Study of community-dwelling adults demonstrated that poor functional status prior to a fall was strongly associated with delayed recovery after a fall.

Yet recovery by the common-use meaning of "getting back to normal" was about equally likely across the trajectories, she pointed out. The proportion that returned to their pre-fall level of functional independence was 56% for both those with no preexisting disability and those with moderate disability, and 61% for those with severe disability. "Certainly, expectations for function after a serious fall injury must be based in part on a clear understanding of pre-injury function," she wrote. But for disabled older persons, "if recovery means return to pre-injury status, then its probability is the same for them as for others in their age group."

The analysis included 130 individuals who sustained a serious fall-related injury among 754 in a prospective cohort study of community-living seniors who were all members of a large health plan. Participants were 70 and older and living near Yale. All were initially independent in the basic activities of daily living. About half lived alone, and less than a quarter had cognitive impairment or depression symptoms, but nearly two-thirds were physically frail. Monthly interviews indicated the trajectory of disability that accrued in the year preceding the injury, which was fairly evenly spread from full functional independence (12.3%) to mild (26.2%), moderate (26.2%), progressive (17.7%) and severe disability (17.7%).

Severe disability was characterized as needing assistance with about 10 of the 13 activities assessed: bathing, dressing, walking inside the house and transferring from a chair; shopping, housework, meal preparation, taking medications and managing finances; and mobility in terms of walking a quarter of a mile, climbing a flight of stairs, lifting or carrying 10 lbs. and driving. Progressive disability was associated with an increase in the number of disabilities from about five to more than seven during the year before the fall-related injury.
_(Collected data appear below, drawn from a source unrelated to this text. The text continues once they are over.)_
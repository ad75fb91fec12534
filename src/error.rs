use thiserror::Error;

/// Failures surfaced by pool construction and arena growth.
#[derive(Debug, Clone, PartialEq, Eq, Error)]
pub enum PoolError {
  /// The anonymous mapping for a new arena could not be created.
  #[error("mmap of {size} bytes failed (errno {errno})")]
  Map { size: usize, errno: i32 },
  /// Every arena slot is taken.
  #[error("arena limit of {max} reached")]
  ArenaLimit { max: usize },
  #[error("invalid pool configuration: {0}")]
  InvalidConfig(String),
}
//! Many threads sharing one pool.

use std::sync::{Arc, mpsc};
use std::thread;
use std::time::Duration;

use arenapool::{Pool, PoolConfig};
use proptest::prelude::Rng;
use proptest::test_runner::{RngAlgorithm, TestRng};

const THREADS: usize = 20;
const CYCLES: usize = 4000;
const DEADLINE: Duration = Duration::from_secs(120);

fn fill(ptr: *mut u8, len: usize, tag: u8) {
  unsafe { ptr.write_bytes(tag, len) };
}

fn check(ptr: *const u8, len: usize, tag: u8) {
  let bytes = unsafe { core::slice::from_raw_parts(ptr, len) };
  assert!(bytes.iter().all(|&b| b == tag), "block at {ptr:p} was overwritten");
}

/// Seeded per worker so a failure replays the same sequence.
fn worker_rng(idx: usize) -> TestRng {
  let mut seed = [0u8; 32];
  seed[..8].copy_from_slice(&(idx as u64 + 1).to_le_bytes());
  TestRng::from_seed(RngAlgorithm::ChaCha, &seed)
}

#[test]
fn randomized_churn_finishes_without_corruption() {
  let pool = Arc::new(Pool::new().unwrap());
  let (done, finished) = mpsc::channel();

  let handles: Vec<_> = (0..THREADS)
    .map(|idx| {
      let pool = Arc::clone(&pool);
      let done = done.clone();
      thread::spawn(move || {
        let tag = idx as u8 + 1;
        let mut rng = worker_rng(idx);
        let mut live: Vec<(usize, usize)> = Vec::new();

        for _ in 0..CYCLES {
          if !live.is_empty() && rng.next_u64() % 3 == 0 {
            let (addr, size) = live.swap_remove(rng.next_u64() as usize % live.len());
            check(addr as *const u8, size, tag);
            unsafe { pool.free(addr as *mut u8) };
          } else {
            let size = 1 + rng.next_u64() as usize % 4096;
            let ptr = pool.malloc(size);
            assert!(!ptr.is_null());
            fill(ptr, size, tag);
            live.push((ptr as usize, size));
          }
        }

        while !live.is_empty() {
          let (addr, size) = live.swap_remove(rng.next_u64() as usize % live.len());
          check(addr as *const u8, size, tag);
          unsafe { pool.free(addr as *mut u8) };
        }
        let _ = done.send(idx);
      })
    })
    .collect();
  drop(done);

  for _ in 0..THREADS {
    finished
      .recv_timeout(DEADLINE)
      .expect("worker did not finish in time");
  }
  for handle in handles {
    handle.join().unwrap();
  }

  let snap = pool.dump();
  for arena in &snap.arenas {
    assert_eq!(arena.free_size, arena.size, "arena #{} leaked", arena.id);
    assert_eq!(arena.blocks.len(), 1);
  }
  assert_eq!(pool.dump_counters().bytes_allocated, 0);
}

#[test]
fn concurrent_growth_respects_limit() {
  let max = 6;
  let pool = Pool::with_config(PoolConfig::builder().arena_pages(1).max_arenas(max).build()).unwrap();
  let big = 2 * pool.page_size();

  let served: usize = thread::scope(|s| {
    let handles: Vec<_> = (0..16)
      .map(|_| s.spawn(|| pool.malloc(big) as usize))
      .collect();
    handles
      .into_iter()
      .map(|h| h.join().unwrap())
      .filter(|&addr| addr != 0)
      .count()
  });

  assert!(served >= 1);
  assert!(served <= max - 1);
  assert!(pool.arena_count() <= max);
  assert_eq!(pool.dump_counters().arena_count as usize, pool.arena_count());
}

#[test]
fn cross_thread_free() {
  let pool = Pool::with_config(PoolConfig::builder().arena_pages(8).build()).unwrap();
  let addrs: Vec<usize> = thread::scope(|s| {
    s.spawn(|| (0..256).map(|i| pool.malloc(16 + i) as usize).collect())
      .join()
      .unwrap()
  });
  thread::scope(|s| {
    for chunk in addrs.chunks(64) {
      let pool = &pool;
      s.spawn(move || {
        for &addr in chunk {
          unsafe { pool.free(addr as *mut u8) };
        }
      });
    }
  });

  let snap = pool.dump();
  let used: usize = snap
    .arenas
    .iter()
    .map(|a| a.size - a.free_size)
    .sum();
  assert_eq!(used, 0);
  assert!(snap.arenas.iter().all(|a| a.blocks.len() == 1));
}
// =============================================================================
// Platform
// =============================================================================

use core::ptr::{NonNull, null_mut};

use crate::error::PoolError;

/// Page size assumed when the host refuses to report one.
pub const FALLBACK_PAGE_SIZE: usize = 4096;

/// Queries the host page size. Called once per pool.
pub fn page_size() -> usize {
  let size = unsafe { libc::sysconf(libc::_SC_PAGESIZE) };
  if size <= 0 {
    FALLBACK_PAGE_SIZE
  } else {
    size as usize
  }
}

/// Maps `size` bytes of zeroed, private, anonymous memory.
pub fn map(size: usize) -> Result<NonNull<u8>, PoolError> {
  let ptr = unsafe {
    libc::mmap(
      null_mut(),
      size,
      libc::PROT_READ | libc::PROT_WRITE,
      libc::MAP_PRIVATE | libc::MAP_ANONYMOUS,
      -1,
      0,
    )
  };

  if ptr == libc::MAP_FAILED {
    let errno = std::io::Error::last_os_error().raw_os_error().unwrap_or(0);
    return Err(PoolError::Map { size, errno });
  }

  NonNull::new(ptr as *mut u8).ok_or(PoolError::Map { size, errno: 0 })
}

/// Returns a region obtained from [`map`] to the OS.
///
/// # Safety
/// `ptr` and `size` must describe exactly one live mapping, and nothing may
/// touch it afterwards.
pub unsafe fn unmap(ptr: NonNull<u8>, size: usize) {
  let rc = unsafe { libc::munmap(ptr.as_ptr().cast(), size) };
  if rc != 0 {
    log::error!(
      "munmap({:p}, {}) failed: {}",
      ptr,
      size,
      std::io::Error::last_os_error()
    );
  }
}

/// Rounds `x` up to the next multiple of alignment `align`. Alignment must be a power of 2.
#[inline(always)]
pub const fn align_up(x: usize, align: usize) -> usize {
  let mask = align - 1;
  (x + mask) & !mask
}

#[cfg(test)]
mod tests {
  use super::*;

  #[test]
  fn page_size_is_power_of_two() {
    assert!(page_size().is_power_of_two());
  }

  #[test]
  fn align_up_rounds_to_multiple() {
    assert_eq!(align_up(0, 4096), 0);
    assert_eq!(align_up(1, 4096), 4096);
    assert_eq!(align_up(4096, 4096), 4096);
    assert_eq!(align_up(4097, 32), 4128);
  }

  #[test]
  fn mapped_memory_is_zeroed_and_writable() {
    let size = page_size() * 2;
    let ptr = map(size).unwrap();
    unsafe {
      let bytes = core::slice::from_raw_parts_mut(ptr.as_ptr(), size);
      assert!(bytes.iter().all(|&b| b == 0));
      bytes.fill(0xA5);
      assert_eq!(bytes[size - 1], 0xA5);
      unmap(ptr, size);
    }
  }
}
//! Block header layout and size-class indexing.
//!
//! Every block in an arena is a header followed by its payload:
//!
//! ```text
//!   offset                 offset + HEADER_SIZE            offset + HEADER_SIZE + size
//!   ┌──────────────────────┬───────────────────────────────┐
//!   │ BlockHeader (32 B)   │ payload (size bytes)          │ next block header ...
//!   └──────────────────────┴───────────────────────────────┘
//!                          ▲
//!                          └── pointer handed to the caller
//! ```
//!
//! Headers never hold addresses. The physical predecessor is an offset into
//! the owning arena and the owner is an arena id, so a header stays valid no
//! matter where the arena table keeps its records.

use core::mem::size_of;
use core::ptr::NonNull;

use crate::error::PoolError;
use crate::os;

/// Size of a block header; also the allocation granule.
pub const HEADER_SIZE: usize = size_of::<BlockHeader>();

/// Number of free-list buckets per arena. The last one is a catch-all.
pub const BUCKET_COUNT: usize = 1025;

/// Marks an absent offset (no predecessor, empty list end).
pub const NIL: usize = usize::MAX;

/// Written into every live header; lets `free` reject foreign pointers.
pub const BLOCK_MAGIC: u32 = 0x4152_4E41; // "ARNA"

pub const FLAG_IN_USE: u32 = 0x01;

const _: () = assert!(HEADER_SIZE == 32);
const _: () = assert!(HEADER_SIZE.is_power_of_two());
const _: () = assert!(BUCKET_COUNT >= 2);

#[repr(C, align(32))]
#[derive(Clone, Copy, Debug, PartialEq, Eq)]
pub struct BlockHeader {
  /// Payload bytes, header excluded.
  pub size: usize,
  /// Arena offset of the physical predecessor, or [`NIL`].
  pub prev: usize,
  /// Id of the owning arena.
  pub arena: u32,
  pub flags: u32,
  pub magic: u32,
}

impl BlockHeader {
  pub const fn new(size: usize, prev: usize, arena: u32) -> Self {
    Self {
      size,
      prev,
      arena,
      flags: 0,
      magic: BLOCK_MAGIC,
    }
  }

  /// What an absorbed header looks like after a merge.
  pub const fn zeroed() -> Self {
    Self {
      size: 0,
      prev: 0,
      arena: 0,
      flags: 0,
      magic: 0,
    }
  }

  #[inline]
  pub const fn in_use(&self) -> bool {
    self.flags & FLAG_IN_USE != 0
  }

  #[inline]
  pub fn set_in_use(&mut self, in_use: bool) {
    if in_use {
      self.flags |= FLAG_IN_USE;
    } else {
      self.flags &= !FLAG_IN_USE;
    }
  }

  /// Bytes the block occupies in its arena.
  #[inline]
  pub const fn span(&self) -> usize {
    self.size + HEADER_SIZE
  }
}

/// Rounds a request up to the allocation granule. `None` on overflow.
#[inline]
pub const fn round_size(size: usize) -> Option<usize> {
  match size.checked_add(HEADER_SIZE - 1) {
    Some(v) => Some(v & !(HEADER_SIZE - 1)),
    None => None,
  }
}

/// Bucket index for a block (or request) of `size` payload bytes.
#[inline]
pub const fn size_class(size: usize) -> usize {
  let class = (size / HEADER_SIZE).saturating_sub(1);
  if class < BUCKET_COUNT - 1 {
    class
  } else {
    BUCKET_COUNT - 1
  }
}

/// Smallest payload size filed under `class`.
#[inline]
pub const fn class_size(class: usize) -> usize {
  (class + 1) * HEADER_SIZE
}

// =============================================================================
// Region
// =============================================================================

/// Intrusive free-list links, kept in the payload of a free block.
#[repr(C)]
#[derive(Clone, Copy, Debug, PartialEq, Eq)]
pub struct FreeLink {
  pub prev: usize,
  pub next: usize,
}

const _: () = assert!(size_of::<FreeLink>() <= HEADER_SIZE);

/// An owned anonymous mapping, addressed by byte offsets.
///
/// Every accessor works on offsets relative to the mapping base; neighbor
/// discovery is bounds-checked against the mapping length. Writers need
/// `&mut self`, so whoever owns the region (an arena, behind its lock) is the
/// only one able to reshape the block chain.
pub struct Region {
  base: NonNull<u8>,
  len: usize,
}

// The region is plain memory; exclusive access is arranged by its owner.
unsafe impl Send for Region {}

impl Region {
  /// Maps `len` bytes. `len` must be a multiple of the page size.
  pub fn map(len: usize) -> Result<Self, PoolError> {
    let base = os::map(len)?;
    Ok(Self { base, len })
  }

  #[inline]
  pub fn base(&self) -> NonNull<u8> {
    self.base
  }

  #[inline]
  pub fn contains(&self, ptr: *const u8) -> bool {
    let base = self.base.as_ptr() as usize;
    let addr = ptr as usize;
    addr >= base && addr < base + self.len
  }

  /// Header offset for a payload pointer handed out by this region.
  pub fn block_of(&self, payload: *const u8) -> Option<usize> {
    if !self.contains(payload) {
      return None;
    }
    let rel = payload as usize - self.base.as_ptr() as usize;
    if rel < HEADER_SIZE || rel % HEADER_SIZE != 0 {
      return None;
    }
    Some(rel - HEADER_SIZE)
  }

  #[inline]
  pub fn payload(&self, off: usize) -> NonNull<u8> {
    debug_assert!(off + HEADER_SIZE <= self.len);
    unsafe { self.base.add(off + HEADER_SIZE) }
  }

  /// Offset of the block physically following the one at `off`.
  #[inline]
  pub fn next_of(&self, off: usize, size: usize) -> Option<usize> {
    let next = off.checked_add(HEADER_SIZE)?.checked_add(size)?;
    if next < self.len { Some(next) } else { None }
  }

  #[inline]
  pub fn header(&self, off: usize) -> BlockHeader {
    debug_assert!(off % HEADER_SIZE == 0 && off + HEADER_SIZE <= self.len);
    unsafe { self.base.as_ptr().add(off).cast::<BlockHeader>().read() }
  }

  #[inline]
  pub fn set_header(&mut self, off: usize, header: BlockHeader) {
    debug_assert!(off % HEADER_SIZE == 0 && off + HEADER_SIZE <= self.len);
    unsafe { self.base.as_ptr().add(off).cast::<BlockHeader>().write(header) }
  }

  /// Applies `f` to the header at `off` and writes it back.
  #[inline]
  pub fn update(&mut self, off: usize, f: impl FnOnce(&mut BlockHeader)) {
    let mut header = self.header(off);
    f(&mut header);
    self.set_header(off, header);
  }

  /// Zeroes a header that has been absorbed by a neighbor.
  #[inline]
  pub fn clear_header(&mut self, off: usize) {
    debug_assert!(off + HEADER_SIZE <= self.len);
    unsafe { self.base.as_ptr().add(off).write_bytes(0, HEADER_SIZE) }
  }

  #[inline]
  pub fn link(&self, off: usize) -> FreeLink {
    unsafe { self.payload(off).as_ptr().cast::<FreeLink>().read() }
  }

  #[inline]
  pub fn set_link(&mut self, off: usize, link: FreeLink) {
    unsafe { self.payload(off).as_ptr().cast::<FreeLink>().write(link) }
  }
}

impl Drop for Region {
  fn drop(&mut self) {
    log::debug!("unmapping region {:p} ({} bytes)", self.base, self.len);
    unsafe { os::unmap(self.base, self.len) };
  }
}
//! Segregated free lists.
//!
//! One bucket per size class. Each bucket is a doubly linked list threaded
//! through the payloads of its free blocks ([`FreeLink`]); the bucket itself
//! keeps head, tail and count, so appends and unlinks are O(1). Membership is
//! decided only by the block's current size: callers must unlink a block
//! before resizing it.
//!
//! The bucket table is a plain array so an arena's metadata never needs the
//! global allocator.

use crate::block::{BUCKET_COUNT, FreeLink, NIL, Region, class_size, size_class};

#[derive(Clone, Copy, Debug)]
struct Bucket {
  count: usize,
  head: usize,
  tail: usize,
}

impl Bucket {
  const EMPTY: Self = Self {
    count: 0,
    head: NIL,
    tail: NIL,
  };
}

pub struct FreeLists {
  buckets: [Bucket; BUCKET_COUNT],
}

impl FreeLists {
  pub const fn new() -> Self {
    Self {
      buckets: [Bucket::EMPTY; BUCKET_COUNT],
    }
  }

  #[cfg(test)]
  fn count(&self, class: usize) -> usize {
    self.buckets[class].count
  }

  /// Appends the free block at `off` to the tail of its bucket.
  pub fn insert(&mut self, region: &mut Region, off: usize) {
    let header = region.header(off);
    debug_assert!(!header.in_use(), "inserting in-use block at {off}");
    let bucket = &mut self.buckets[size_class(header.size)];

    region.set_link(
      off,
      FreeLink {
        prev: bucket.tail,
        next: NIL,
      },
    );
    if bucket.tail == NIL {
      bucket.head = off;
    } else {
      let mut tail = region.link(bucket.tail);
      tail.next = off;
      region.set_link(bucket.tail, tail);
    }
    bucket.tail = off;
    bucket.count += 1;
  }

  /// Unlinks the free block at `off` from the bucket matching its size.
  pub fn remove(&mut self, region: &mut Region, off: usize) {
    let header = region.header(off);
    let bucket = &mut self.buckets[size_class(header.size)];
    debug_assert!(bucket.count > 0, "removing {off} from an empty bucket");

    let link = region.link(off);
    if link.prev == NIL {
      bucket.head = link.next;
    } else {
      let mut prev = region.link(link.prev);
      prev.next = link.next;
      region.set_link(link.prev, prev);
    }
    if link.next == NIL {
      bucket.tail = link.prev;
    } else {
      let mut next = region.link(link.next);
      next.prev = link.prev;
      region.set_link(link.next, next);
    }
    bucket.count -= 1;
  }

  /// Finds a free block with at least `size` payload bytes.
  ///
  /// Buckets are scanned upward from the request's class to the first
  /// non-empty one; only that bucket is searched. Below the top bucket every
  /// entry fits. The top bucket mixes sizes, so it is walked first-fit and
  /// may return a larger block than a later entry would have offered.
  pub fn find_first_fit(&self, region: &Region, size: usize) -> Option<usize> {
    let class = (size_class(size)..BUCKET_COUNT).find(|&c| self.buckets[c].count > 0)?;

    let mut cursor = self.buckets[class].head;
    while cursor != NIL {
      if region.header(cursor).size >= size {
        return Some(cursor);
      }
      cursor = region.link(cursor).next;
    }
    None
  }

  /// `(smallest block size, count)` for every non-empty bucket.
  pub fn histogram(&self) -> impl Iterator<Item = (usize, usize)> + '_ {
    self
      .buckets
      .iter()
      .enumerate()
      .filter(|(_, b)| b.count > 0)
      .map(|(class, b)| (class_size(class), b.count))
  }

  /// Number of non-empty buckets.
  pub fn occupied(&self) -> usize {
    self.buckets.iter().filter(|b| b.count > 0).count()
  }
}

impl Default for FreeLists {
  fn default() -> Self {
    Self::new()
  }
}

#[cfg(test)]
mod tests {
  use super::*;
  use crate::block::{BlockHeader, HEADER_SIZE};
  use crate::os;

  /// Lays out free blocks of the given payload sizes back to back.
  fn carve(sizes: &[usize]) -> (Region, Vec<usize>) {
    let total: usize = sizes.iter().map(|s| s + HEADER_SIZE).sum();
    let mut region = Region::map(os::align_up(total, os::page_size())).unwrap();
    let mut offsets = Vec::new();
    let mut off = 0;
    for &size in sizes {
      region.set_header(off, BlockHeader::new(size, NIL, 0));
      offsets.push(off);
      off += size + HEADER_SIZE;
    }
    (region, offsets)
  }

  #[test]
  fn insert_appends_and_remove_unlinks_anywhere() {
    let (mut region, offs) = carve(&[64, 64, 64, 64]);
    let mut lists = FreeLists::new();
    for &off in &offs {
      lists.insert(&mut region, off);
    }
    assert_eq!(lists.count(size_class(64)), 4);
    assert_eq!(lists.occupied(), 1);

    // Interior, head, then tail.
    lists.remove(&mut region, offs[2]);
    lists.remove(&mut region, offs[0]);
    lists.remove(&mut region, offs[3]);
    assert_eq!(lists.count(size_class(64)), 1);
    assert_eq!(lists.find_first_fit(&region, 64), Some(offs[1]));

    lists.remove(&mut region, offs[1]);
    assert_eq!(lists.occupied(), 0);
    assert_eq!(lists.find_first_fit(&region, 64), None);
  }

  #[test]
  fn first_fit_scans_upward_to_a_non_empty_class() {
    let (mut region, offs) = carve(&[32, 128, 256]);
    let mut lists = FreeLists::new();
    for &off in &offs {
      lists.insert(&mut region, off);
    }
    assert_eq!(lists.find_first_fit(&region, 32), Some(offs[0]));
    assert_eq!(lists.find_first_fit(&region, 64), Some(offs[1]));
    assert_eq!(lists.find_first_fit(&region, 160), Some(offs[2]));
    assert_eq!(lists.find_first_fit(&region, 288), None);
  }

  #[test]
  fn top_bucket_is_first_fit_not_best_fit() {
    let top = class_size(BUCKET_COUNT - 1);
    let (mut region, offs) = carve(&[top + 10 * HEADER_SIZE, top, top + HEADER_SIZE]);
    let mut lists = FreeLists::new();
    for &off in &offs {
      lists.insert(&mut region, off);
    }
    assert_eq!(lists.count(BUCKET_COUNT - 1), 3);
    // The first entry is the largest, and it wins.
    assert_eq!(lists.find_first_fit(&region, top), Some(offs[0]));
    assert_eq!(lists.find_first_fit(&region, top + 11 * HEADER_SIZE), None);
  }

  #[test]
  fn histogram_reports_non_empty_buckets() {
    let (mut region, offs) = carve(&[64, 64, 96]);
    let mut lists = FreeLists::new();
    for &off in &offs {
      lists.insert(&mut region, off);
    }
    assert_eq!(lists.histogram().collect::<Vec<_>>(), vec![(64, 2), (96, 1)]);
    assert_eq!(lists.occupied(), 2);
  }
}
In the year afterward, those with no disability before the fall had a 45% probability of a rapid recovery and a 38% probability of gradual recovery. The probabilities of a rapid recovery were only 17% for those with mild disability and were nonexistent for the other groups. Gradual recovery was most likely for the mildly disabled (44% probability) and moderately disabled (35% probability). The overwhelming probability was no recovery for those with progressive disability before the fall (70%) or severe disability (100%). The trajectories of recovery were "consistently worse" for the 62 older adults who sustained a hip fracture than for the other fall-related injuries leading to hospitalization.

"Adjustment for relevant covariates had relatively little effect on the post-fall probabilities, suggesting that the primary determinant of the post-fall functional trajectory was the pre-fall functional trajectory," the researchers noted. Limitations included use of self-reported data rather than objective measurement of mobility and other functional capabilities, lack of data on who received interventions that could have altered the course of recovery, and the high level of physical frailty in the sample that might not generalize to other populations of older adults.

Study of community-dwelling adults demonstrated that poor functional status prior to a fall was strongly associated with delayed recovery after a fall.